Der eisige Brocken ähnelt damit eher einem Schneemann oder auch einer Gummiente – ähnlich wie der Kern des Kometen 67P/Churyumov-Gerasimenko. Die Bilder von New Horizons zeigten, dass die beiden Teile von Arrokoth entlang ihrer Längsachsen zu einer 31 Kilometer großen „Erdnuss“ zusammengewachsen sind. Astronomen sprechen hierbei von einem sogenannten Contact Binary – einem Körper, der sich durch langsame Kollision mit einem zweiten Körper verbunden hat.
Vermutlich ist dies ein im äußeren Sonnensystem häufig ablaufender Prozess. Denn auch der von der ESA-Sonde Rosetta besuchte Komet 67P/Churyumov-Gerasimenko entstand, wie Analysen nahelegen, durch einen sanften Kontakt zweier kleinerer Ursprungskörper.
Relikt aus der solaren Frühzeit
Doch es gibt auch entscheidende Unterschiede zwischen Arrokoth und dem Kometen: Während der Kometenkern im Ganzen doch eine gewisse räumliche Tiefe aufweist, sind die beiden Teile Arrokoths von ziemlich flacher Struktur und eher kraterarm. Forscher sehen darin ein Anzeichen dafür, dass die Oberfläche von Arrokoth sich kaum durch photochemische Reaktionen oder Einschläge verändert hat. Sie könnte daher noch sehr ursprünglich sein und den Zustand in der Frühzeit des Sonnensystems widerspiegeln.
Erste Analysen der von der Raumsonde übermittelten Aufnahmen zeigten bereits Formationen, die Geologen als urtümliche Bausteine von frühen Himmelskörpern im Kuipergürtel interpretieren. Spektralmessungen deuten zudem darauf hin, dass die rötliche Färbung von Arrokoth auf die Verbindungen Methanol, Blausäure, Wassereis und einiger Kohlenwasserstoffverbindungen zurückgeht.
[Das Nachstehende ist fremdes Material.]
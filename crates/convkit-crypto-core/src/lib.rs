//! `convkit-crypto-core` — Synchronous cryptographic and encoding primitives
//! for the convkit converter catalog.
//!
//! Zero async, zero logging. Randomness, digests, and the clock are injected
//! through [`RandomnessProvider`], [`DigestProvider`], and [`Clock`].

#![cfg_attr(test, allow(clippy::unwrap_used, clippy::arithmetic_side_effects))]

pub mod error;

pub mod random;

pub mod password;

pub mod entropy;

pub mod digest;
pub mod hmac;

pub mod base64url;

pub mod clock;
pub mod jwt;

pub mod crc16;
pub mod vietqr;

pub use clock::{Clock, FixedClock, SystemClock};
pub use digest::{
    compute_hash, constant_time_eq, secure_compare, to_hex, DigestProvider, HashAlgorithm,
    RingProvider,
};
pub use entropy::{
    estimate_crack_time, passphrase_entropy, password_entropy, strength_label,
    strength_percentage, PasswordStrength, StrengthLabel,
};
pub use error::CryptoError;
pub use hmac::HmacAlgorithm;
pub use jwt::{expiry_info, parse_parts, ExpiryInfo, JwtToken};
pub use password::{
    build_char_pool, generate_passphrase, generate_password, generate_random_password,
    PassphraseOptions, PassphraseSeparator, PasswordOptions, DEFAULT_PASSWORD_LENGTH,
    DEFAULT_WORD_COUNT,
};
pub use random::{OsRandom, RandomnessProvider};
pub use vietqr::{generate_vietqr_content, VietQrParams};
//! Password and passphrase generation front-end.
//!
//! Requests leave any field unset to take the [`ServiceConfig`] default.
//! Generated values are never logged.

use std::sync::Arc;

use convkit_crypto_core::entropy::PasswordStrength;
use convkit_crypto_core::password::{
    self, PassphraseOptions, PassphraseSeparator, PasswordOptions,
};
use convkit_crypto_core::random::{OsRandom, RandomnessProvider};
use serde::{Deserialize, Serialize};
use zeroize::Zeroize;

use crate::config::{ServiceConfig, MAX_PASSWORD_LENGTH};
use crate::error::ServiceError;

// ---------------------------------------------------------------------------
// DTOs
// ---------------------------------------------------------------------------

/// Which kind of secret to generate.
#[derive(Debug, Clone, Copy, PartialEq, Eq, Default, Serialize, Deserialize)]
#[serde(rename_all = "camelCase")]
pub enum GeneratorMode {
    /// Characters drawn from a pool.
    #[default]
    Random,
    /// Diceware words.
    Passphrase,
}

/// A generation request.
#[allow(clippy::struct_excessive_bools)]
#[derive(Debug, Clone, Default, Serialize, Deserialize)]
#[serde(rename_all = "camelCase", default)]
pub struct GenerateRequest {
    /// Generation mode (default: random).
    pub mode: GeneratorMode,

    // ── Random mode ──
    /// Password length (default: `passwordLength`).
    pub length: Option<usize>,
    /// Include lowercase letters.
    pub lowercase: Option<bool>,
    /// Include uppercase letters.
    pub uppercase: Option<bool>,
    /// Include digits.
    pub numbers: Option<bool>,
    /// Include symbols.
    pub symbols: Option<bool>,

    // ── Passphrase mode ──
    /// Number of words (1–20).
    pub word_count: Option<usize>,
    /// Joiner between tokens.
    pub separator: Option<PassphraseSeparator>,
    /// Upper-case the first letter of each word.
    pub capitalize: Option<bool>,
    /// Slot a `00`–`99` token into the phrase.
    pub include_number: Option<bool>,
}

/// A generated password or passphrase with its strength rating.
///
/// `Debug` masks the value; the value is wiped on drop.
#[derive(Clone, Serialize)]
#[serde(rename_all = "camelCase")]
pub struct GeneratedSecret {
    /// The password or passphrase.
    pub value: String,
    /// Rating derived from the request shape, not from `value`.
    pub strength: PasswordStrength,
}

impl std::fmt::Debug for GeneratedSecret {
    fn fmt(&self, f: &mut std::fmt::Formatter<'_>) -> std::fmt::Result {
        f.debug_struct("GeneratedSecret")
            .field("value", &"***")
            .field("strength", &self.strength)
            .finish()
    }
}

impl Drop for GeneratedSecret {
    fn drop(&mut self) {
        self.value.zeroize();
    }
}

// ---------------------------------------------------------------------------
// Generator
// ---------------------------------------------------------------------------

/// Applies configured defaults and generates secrets from an injected
/// random source.
#[derive(Clone)]
pub struct SecretGenerator {
    rng: Arc<dyn RandomnessProvider>,
    config: ServiceConfig,
}

impl SecretGenerator {
    /// Generator drawing from `rng`, with `config` filling unset fields.
    #[must_use]
    pub fn new(rng: Arc<dyn RandomnessProvider>, config: ServiceConfig) -> Self {
        Self { rng, config }
    }

    /// Defaults in effect.
    #[must_use]
    pub const fn config(&self) -> &ServiceConfig {
        &self.config
    }

    /// Generate according to `request.mode`.
    ///
    /// # Errors
    ///
    /// Returns [`ServiceError::InvalidRequest`] for a length above
    /// [`MAX_PASSWORD_LENGTH`], or [`ServiceError::Crypto`] for an empty
    /// pool, an out-of-range word count, or a random source failure.
    pub fn generate(&self, request: &GenerateRequest) -> Result<GeneratedSecret, ServiceError> {
        match request.mode {
            GeneratorMode::Random => self.password(request),
            GeneratorMode::Passphrase => self.passphrase(request),
        }
    }

    fn password(&self, request: &GenerateRequest) -> Result<GeneratedSecret, ServiceError> {
        let defaults = &self.config.password_options;
        let options = PasswordOptions {
            lowercase: request.lowercase.unwrap_or(defaults.lowercase),
            uppercase: request.uppercase.unwrap_or(defaults.uppercase),
            numbers: request.numbers.unwrap_or(defaults.numbers),
            symbols: request.symbols.unwrap_or(defaults.symbols),
        };
        let length = request.length.unwrap_or(self.config.password_length);
        if length > MAX_PASSWORD_LENGTH {
            return Err(ServiceError::InvalidRequest(format!(
                "length must be at most {MAX_PASSWORD_LENGTH}, got {length}"
            )));
        }

        let pool = password::build_char_pool(&options);
        let value = password::generate_password(self.rng.as_ref(), length, &pool)?;
        let strength = PasswordStrength::for_password(length, pool.chars().count());
        tracing::debug!(length, pool_size = pool.len(), bits = strength.bits, "generated password");
        Ok(GeneratedSecret { value, strength })
    }

    fn passphrase(&self, request: &GenerateRequest) -> Result<GeneratedSecret, ServiceError> {
        let defaults = &self.config.passphrase;
        let options = PassphraseOptions {
            word_count: request.word_count.unwrap_or(defaults.word_count),
            separator: request.separator.unwrap_or(defaults.separator),
            capitalize: request.capitalize.unwrap_or(defaults.capitalize),
            include_number: request.include_number.unwrap_or(defaults.include_number),
        };

        let value = password::generate_passphrase(self.rng.as_ref(), &options)?;
        let strength = PasswordStrength::for_passphrase(options.word_count, options.include_number);
        tracing::debug!(
            word_count = options.word_count,
            include_number = options.include_number,
            bits = strength.bits,
            "generated passphrase"
        );
        Ok(GeneratedSecret { value, strength })
    }
}

impl Default for SecretGenerator {
    fn default() -> Self {
        Self::new(Arc::new(OsRandom), ServiceConfig::default())
    }
}

impl std::fmt::Debug for SecretGenerator {
    fn fmt(&self, f: &mut std::fmt::Formatter<'_>) -> std::fmt::Result {
        f.debug_struct("SecretGenerator")
            .field("config", &self.config)
            .finish_non_exhaustive()
    }
}

// ---------------------------------------------------------------------------
// Tests
// ---------------------------------------------------------------------------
Noch aber sind diese Ergebnisse erst der Anfang. Denn wegen New Horizons großer Entfernung ist die Übertragung der Daten vom Vorbeiflug an Arrokoth auch nach anderthalb Jahren nicht abgeschlossen. Sie wird noch bis Ende 2020 andauern. Erst dann wird es endgültige Ergebnisse geben.